Opinion: Once folks like me ditched our sewing machines, Joann Fabrics never stood a chance

Editor’s Note: Lynda Gorov is a freelance writer and editor living in Los Angeles. The views expressed in this commentary are her own. Read more opinion at CNN.

I come from a family of Russian-Ukrainian tailors, notion peddlers plus a milliner or two and I am fairly certain my ancestors would hold me at least partially responsible for the bankruptcy filing of a major sewing craft store chain this week.

Lynda Gorov - Courtesy Lynda Gorov
Lynda Gorov - Courtesy Lynda Gorov

Joann Fabrics and Crafts, founded 81 years ago when my seamstress grandmothers still had young children at home, blamed a post-pandemic sales slump for the downturn. The lockdown saw sales of sewing machines soar and stock sell out. But now that we’re not making our own face masks, or working from home in nearly the same numbers, many of our DIY urges are apparently on the wane.

But it’s more than that.

My immigrant great-grandparents taught their children how to make clothes by hand and machine so well that both sets of my grandparents grew up to own and operate small dry cleaning businesses in Chicago, where they also took in dresses, hemmed pants and hung drapes. They had the can-do craftiness of people with practical needs but little money.

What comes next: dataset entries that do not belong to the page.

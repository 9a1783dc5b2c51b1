//! `cfpanel temp` and `cfpanel node` - Tunnels and proxy nodes.

use anyhow::Result;
use cfpanel::ShareLink;
use colored::Colorize;
use serde_json::Value;

use super::{print_slot, Context};
use crate::cli::args::{NodeArgs, TempArgs};
use crate::output::spinner;

pub async fn temp(ctx: Context, args: TempArgs) -> Result<()> {
    let (_, dashboard) = ctx.dashboard()?;
    if let Some(port) = args.port {
        dashboard.update_forms(move |forms| forms.temp_port = port).await;
    }

    let bar = spinner(ctx.output_format, "starting...");
    let result = dashboard.start_temp_tunnel().await;
    bar.finish_and_clear();

    result?;
    print_slot(&ctx, &dashboard.view().await.outputs.temp)
}

pub async fn node(ctx: Context, args: NodeArgs) -> Result<()> {
    let (_, dashboard) = ctx.dashboard()?;
    dashboard
        .update_forms(move |forms| {
            forms.node.node_type = args.kind.label().to_string();
            forms.node.domain = args.domain;
            forms.node.port = args.port;
            forms.node.path = args.path;
        })
        .await;

    let bar = spinner(ctx.output_format, "starting...");
    let result = dashboard.start_node().await;
    bar.finish_and_clear();

    result?;
    let output = dashboard.view().await.outputs.node;
    print_slot(&ctx, &output)?;

    if ctx.is_pretty() {
        if let Some(link) = share_link(&output) {
            print_share_link(&link);
        }
    }
    Ok(())
}

/// Decode the `link` of a successful node reply
fn share_link(output: &str) -> Option<ShareLink> {
    let reply: Value = serde_json::from_str(output).ok()?;
    reply.get("link")?.as_str()?.parse().ok()
}

fn print_share_link(link: &ShareLink) {
    println!();
    println!("{}", "Share link:".bold().underline());
    println!("  {} {}", "Protocol:".bold(), link.protocol.to_string().cyan());
    println!("  {} {}", "Host:".bold(), link.host);
    println!("  {} {}", "Port:".bold(), link.port);
    println!("  {} {}", "Path:".bold(), link.path);
    println!("  {} {}", "UUID:".bold(), link.id.dimmed());
    if let Some(sni) = &link.sni {
        println!("  {} {}", "SNI:".bold(), sni);
    }
    if let Some(name) = &link.name {
        println!("  {} {}", "Name:".bold(), name);
    }
}

#[cfg(test)]
mod tests {
    use super::*;

    #[test]
    fn test_share_link_from_vless_reply() {
        let output = r#"{
  "ok": true,
  "pid": 42,
  "link": "vless://0f6c7e2a-1111-2222-3333-444455556666@n.example.com:443?encryption=none&type=ws&security=tls&host=n.example.com&sni=n.example.com&path=%2Fws#CF-n.example.com"
}"#;
        let link = share_link(output).unwrap();
        assert_eq!(link.host, "n.example.com");
        assert_eq!(link.path, "/ws");
    }

    #[test]
    fn test_no_share_link_in_failure() {
        assert!(share_link(r#"{"ok": false, "error": "xray not found"}"#).is_none());
        assert!(share_link("request failed: connection refused").is_none());
    }
}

Those sorts of crafting skills used to be commonplace. Parents passed them down and when Silent Generation or early Boomer parents could not or did not, home economics teachers did. Most people (OK, most women) who attended public junior high schools in the 1960s, 1970s or even 1980s learned at least basic sewing skills and could advance them with elective classes in high school. Boys were welcome to attend, too, although I don’t recall any wearing aprons or thimbles alongside me.

Unfortunately, those sorts of classes weren’t available to my now college-age kid, who attended public schools from start to finish. She says there was an after-school sewing club but nothing in the curriculum. Ditto shop class, which seems to be history, too.

But if cars are expensive nowadays, what’s known as fast fashion is cheap, not to mention being environmentally unfriendly. Plus it’s cheaply made, which is the whole point: Catwalk trends mass-produced for low prices and not meant to last. There are entire retail chains built on this premise.

The result is that it can be far cheaper and far, far less time consuming to run to the mall and grab something off the rack for yourself or your child than it is to set up the sewing machine and do it yourself. Add up the hours spent knitting a scarf or crocheting a sweater, never mind the cost of materials, and homemade items have become the luxuries and store-bought ones the bargain. Most people I know don’t even mend anymore (and shame on us).

That’s not to say that plenty of Americans still don’t make plenty of stuff. After all, Joann, known as Jo-Ann Fabrics back when home sewing was more in style, is reorganizing its finances, not closing its 800-plus stores nationwide. While sales are also down at craft chain Michaels, it still operates almost 1,200 stores throughout the country. For its part, Hobby Lobby continues to operate 1,000 stores despite controversies and boycotts surrounding the chain.

Personally, I crave this crafting connection to the past, even if I don’t have the time or the energy to pursue it on a regular basis. (I’m slightly embarrassed to admit it took me more than a year to notice that the Joann outlet close to my home had closed.) At the same time, I prefer a simpler sewing store. Run in to get thread, run out with just the right shade of blue. I don’t want to be bombarded by construction paper, unpainted picture frames, packages of glitter and glue guns.

Sadly, but not surprisingly, sewing alone can’t sustain a national chain. Not enough of us seem to do it anymore, for fun or necessity. I know less than a handful of people who can do even simple alterations, much less who actually do them, although I also know a dozen cosplayers who regularly create professional-level costumes. Their skills, like their outfits, are other-worldly.

My own mom never learned to sew like that, or really at all. Not certain why, but I suspect her mother was both too busy running the dry cleaners and wanted more for her daughters than to repair other people’s clothes. I’m guessing grandma also believed that real Americans bought ready-made things rather than making them.

Fortunately, my dad’s dad taught him, and he taught me. When I inherited my great grandmother’s Featherweight 221 from the 1930s, one of the early portable electrics that somehow still weighed a ton, he’s the one who showed me how to work the treadle. He also passed on the old wives’ tale that people should chew on thread whenever someone sews a garment (or button) on them in order to make clear to the angel of death that they are very much alive and these are not shrouds. And I do it to this day.

He’d be so happy to see my daughter — his granddaughter — and some of her Gen Z friends putting down their phones and picking up knitting and crochet needles, if not needle and thread. Never mind learning from mom or dad or granddad. The newest generation has the greatest teacher of all time: YouTube, with its tutorials for anything and everything.

They learn online, they shop for materials online, and they sell their homemade wares online. It’s a good thing, however traditions get passed down, even if it’s not so great for business.